Overload constructor

Hey all! Just something I ran into that isn’t a super big deal but I thought would be interesting.

One common implementation pattern is to use a static factory method to wrap and potentially avoid construction calls:

class Resource(val value: Int)
val zero = Resource(0)
fun newResource(val value: Int) = if (value == 0) zero else Resource(value)

Now this factory method is necessary in cases where you plan to use a mechanism like that shown above to intern, pool, etc. But in the simplest cases where you aren’t doing that, the factory method is extraneous. However, when I’m building new code, I’m always trying to decide whether to include the wrapper method in the public API, so I can introduce optimizations like this without changing the API for downstream projects.

Idea: allow top-level functions to shadow constructors in the same namespace.

class Resource(val value: Int)
val zero = Resource(0)
fun Resource(value: Int) = if (value == 0) zero else ::Resource(value)

The nice thing here is that I get to follow KISS method at first (only include line #1); and later, if and when the optimization becomes relevant, I can transparently introduce it (as long as downstream code isn’t taking the constructor by reference, which I think would be the less common usage scenario). In some ways it’s similar to what you might do by overloading new for a class in C++.

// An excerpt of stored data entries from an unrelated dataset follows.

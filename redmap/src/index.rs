use crate::model::FieldDef;
use crate::storage::Store;
use crate::{keys, AppError};
use log::{debug, warn};
use std::collections::BTreeSet;

/// Maintains the `{class}:{field}:{value}` index entries of one model.
///
/// Unique fields store the owning identifier as a string claimed with `set_nx`; other indexable
/// fields keep a set of identifiers per value.
pub struct IndexManager<'a> {
    store: &'a dyn Store,
    class: &'a str,
}

enum Claim {
    Acquired,
    AlreadyOwned,
}

impl<'a> IndexManager<'a> {
    pub fn new(store: &'a dyn Store, class: &'a str) -> Self {
        IndexManager { store, class }
    }

    fn key(&self, field: &FieldDef, value: &str) -> String {
        keys::index_key(self.class, &field.name, value)
    }

    /// Runs `write` between the index updates for a change of `field` from `old` to `new`.
    ///
    /// A unique value is claimed before `write` runs and the claim is released again when `write`
    /// fails, so a conflicting write never reaches the field.
    pub fn reindex<F>(&self, field: &FieldDef, pk: &str, old: Option<&str>, new: Option<&str>, write: F) -> Result<(), AppError>
    where
        F: FnOnce() -> Result<(), AppError>,
    {
        if !field.indexable {
            return write();
        }
        let changed = old != new;
        if field.unique {
            let claim = match new {
                Some(value) if changed => Some((value, self.claim(field, pk, value)?)),
                _ => None,
            };
            if let Err(e) = write() {
                if let Some((value, Claim::Acquired)) = claim {
                    if let Err(release_err) = self.release_unique(field, pk, value) {
                        warn!("Failed to release claim on {} after failed write: {}", self.key(field, value), release_err);
                    }
                }
                return Err(e);
            }
            if let Some(value) = old.filter(|_| changed) {
                self.release_unique(field, pk, value)?;
            }
        } else {
            write()?;
            if let Some(value) = new.filter(|_| changed) {
                self.store.sadd(&self.key(field, value), &[pk])?;
            }
            if let Some(value) = old.filter(|_| changed) {
                self.store.srem(&self.key(field, value), &[pk])?;
            }
        }
        Ok(())
    }

    /// Claims `value` for `pk` with one conditional create. A concurrent release can make the
    /// owner vanish between the create and the owner read, in which case the create is retried once.
    fn claim(&self, field: &FieldDef, pk: &str, value: &str) -> Result<Claim, AppError> {
        let key = self.key(field, value);
        for _ in 0..2 {
            if self.store.set_nx(&key, pk)? {
                debug!("Claimed {} for {}", key, pk);
                return Ok(Claim::Acquired);
            }
            match self.store.get(&key)? {
                Some(owner) if owner == pk => return Ok(Claim::AlreadyOwned),
                Some(owner) => {
                    return Err(AppError::Uniqueness(format!(
                        "Key {} already exists (for instance {}) when setting {}={:?} on {}",
                        key, owner, field.name, value, pk
                    )))
                }
                None => continue,
            }
        }
        Err(AppError::Uniqueness(format!("Could not claim {} for {}: ownership kept changing", key, pk)))
    }

    fn release_unique(&self, field: &FieldDef, pk: &str, value: &str) -> Result<(), AppError> {
        let key = self.key(field, value);
        if self.store.get(&key)?.as_deref() == Some(pk) {
            self.store.delete(&[key.as_str()])?;
        }
        Ok(())
    }

    /// Re-reads the field after a write that indexed `written` and drops that entry again when a
    /// concurrent writer has already moved the field on. That writer indexes its own value.
    pub fn settle<R>(&self, field: &FieldDef, pk: &str, written: Option<&str>, read: R) -> Result<(), AppError>
    where
        R: FnOnce() -> Result<Option<String>, AppError>,
    {
        let Some(written) = written.filter(|_| field.indexable) else { return Ok(()) };
        let current = read()?;
        if current.as_deref() != Some(written) {
            debug!("{} of {} moved from {:?} to {:?} during the index update", field.name, pk, written, current);
            self.deindex(field, pk, written)?;
        }
        Ok(())
    }

    /// Drops the entry of `value` for `pk`.
    pub fn deindex(&self, field: &FieldDef, pk: &str, value: &str) -> Result<(), AppError> {
        if !field.indexable {
            return Ok(());
        }
        if field.unique {
            self.release_unique(field, pk, value)
        } else {
            self.store.srem(&self.key(field, value), &[pk]).map(|_| ())
        }
    }

    /// Identifiers indexed under `value`, with one store command.
    pub fn lookup(&self, field: &FieldDef, value: &str) -> Result<BTreeSet<String>, AppError> {
        if !field.indexable {
            return Err(AppError::NotIndexable(format!("{}.{}", self.class, field.name)));
        }
        if field.unique {
            Ok(self.store.get(&self.key(field, value))?.into_iter().collect())
        } else {
            self.store.smembers(&self.key(field, value))
        }
    }

    /// Whether `value` is indexed to an identifier that is still registered.
    pub fn resolves_to_living(&self, field: &FieldDef, value: &str) -> Result<bool, AppError> {
        if !field.indexable {
            return Err(AppError::NotIndexable(format!("{}.{}", self.class, field.name)));
        }
        let collection = keys::collection_key(self.class);
        if field.unique {
            match self.store.get(&self.key(field, value))? {
                Some(owner) => self.store.sismember(&collection, &owner),
                None => Ok(false),
            }
        } else {
            let index = self.key(field, value);
            Ok(!self.store.sinter(&[index.as_str(), collection.as_str()])?.is_empty())
        }
    }
}

#[cfg(test)]
mod tests {
    use super::*;
    use crate::storage::MemoryStore;

    #[test]
    fn it_should_move_non_unique_entries() {
        let store = MemoryStore::new();
        let field = FieldDef::string("color").indexable();
        let index = IndexManager::new(&store, "boat");
        index.reindex(&field, "1", None, Some("red"), || Ok(())).expect("reindex");
        index.reindex(&field, "2", None, Some("red"), || Ok(())).expect("reindex");
        index.reindex(&field, "1", Some("red"), Some("blue"), || Ok(())).expect("reindex");
        assert_eq!(index.lookup(&field, "red").expect("lookup").into_iter().collect::<Vec<_>>(), vec!["2"]);
        assert_eq!(index.lookup(&field, "blue").expect("lookup").into_iter().collect::<Vec<_>>(), vec!["1"]);
    }

    #[test]
    fn it_should_reject_a_claimed_value_without_writing() {
        let store = MemoryStore::new();
        let field = FieldDef::string("name").unique();
        let index = IndexManager::new(&store, "boat");
        index.reindex(&field, "1", None, Some("Pen Duick"), || Ok(())).expect("reindex");
        let mut written = false;
        let result = index.reindex(&field, "2", None, Some("Pen Duick"), || {
            written = true;
            Ok(())
        });
        assert!(matches!(result, Err(AppError::Uniqueness(_))));
        assert!(!written);
        assert_eq!(store.get("boat:name:Pen Duick").expect("get"), Some("1".to_string()));
    }

    #[test]
    fn it_should_release_the_claim_when_the_write_fails() {
        let store = MemoryStore::new();
        let field = FieldDef::string("name").unique();
        let index = IndexManager::new(&store, "boat");
        let result = index.reindex(&field, "1", None, Some("Pen Duick"), || Err(AppError::Store("down".into())));
        assert!(matches!(result, Err(AppError::Store(_))));
        assert!(!store.exists("boat:name:Pen Duick").expect("exists"));
    }

    #[test]
    fn it_should_swap_unique_values() {
        let store = MemoryStore::new();
        let field = FieldDef::string("name").unique();
        let index = IndexManager::new(&store, "boat");
        index.reindex(&field, "1", None, Some("a"), || Ok(())).expect("reindex");
        index.reindex(&field, "1", Some("a"), Some("b"), || Ok(())).expect("reindex");
        index.reindex(&field, "1", Some("b"), Some("b"), || Ok(())).expect("same value");
        assert!(!store.exists("boat:name:a").expect("exists"));
        assert_eq!(store.get("boat:name:b").expect("get"), Some("1".to_string()));
    }

    #[test]
    fn it_should_drop_an_entry_the_field_moved_past() {
        let store = MemoryStore::new();
        let field = FieldDef::string("color").indexable();
        let index = IndexManager::new(&store, "boat");
        index.reindex(&field, "1", None, Some("red"), || Ok(())).expect("reindex");
        index.settle(&field, "1", Some("red"), || Ok(Some("blue".to_string()))).expect("settle");
        assert!(!store.exists("boat:color:red").expect("exists"));
        index.reindex(&field, "1", None, Some("blue"), || Ok(())).expect("reindex");
        index.settle(&field, "1", Some("blue"), || Ok(Some("blue".to_string()))).expect("settle");
        assert!(store.sismember("boat:color:blue", "1").expect("sismember"));

        let name = FieldDef::string("name").unique();
        index.reindex(&name, "1", None, Some("a"), || Ok(())).expect("reindex");
        index.settle(&name, "1", Some("a"), || Ok(None)).expect("settle");
        assert!(!store.exists("boat:name:a").expect("exists"));
    }

    #[test]
    fn it_should_only_resolve_registered_owners() {
        let store = MemoryStore::new();
        let field = FieldDef::string("name").unique();
        let index = IndexManager::new(&store, "boat");
        index.reindex(&field, "1", None, Some("a"), || Ok(())).expect("reindex");
        assert!(!index.resolves_to_living(&field, "a").expect("exists"));
        store.sadd("boat:collection", &["1"]).expect("sadd");
        assert!(index.resolves_to_living(&field, "a").expect("exists"));
        assert!(matches!(index.lookup(&FieldDef::string("plain"), "x"), Err(AppError::NotIndexable(_))));
    }
}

The general use case is, any time you want to be able to avoid object instantiations after the fact, without modifying your API.

Thoughts?

This reminds me of using a companion object and the invoke operator:

fun main(args: Array<String>) {
    val r = Resource(5)
}

class Resource private constructor(val value: Int) {
    init {
        println("Init")
    }
    
    companion object {
        operator fun invoke(value: Int) {
            println("COMPANION")
        }
    }
}

An alternative is to declare an extension function on the companion object:

fun main(args: Array<String>) {
    val r = Resource(5)
}

class Resource private constructor(val value: Int) {
    init {
        println("Init")
    }
    companion object
}

operator fun Resource.Companion.invoke(value: Int) {
    println("COMPANION")
}

Unlike your suggestion, doing it this way requires making the constructor private (or make sure the constructor and the factory extension method has a different signature). The reason for this is that the class constructor automatically beats (or shadows) the companion factory.

Aha! OK, that more or less takes care of my use case. Not quite as clean as I had hoped but still pretty decent, for something that won’t necessarily come up super often.

Thank you!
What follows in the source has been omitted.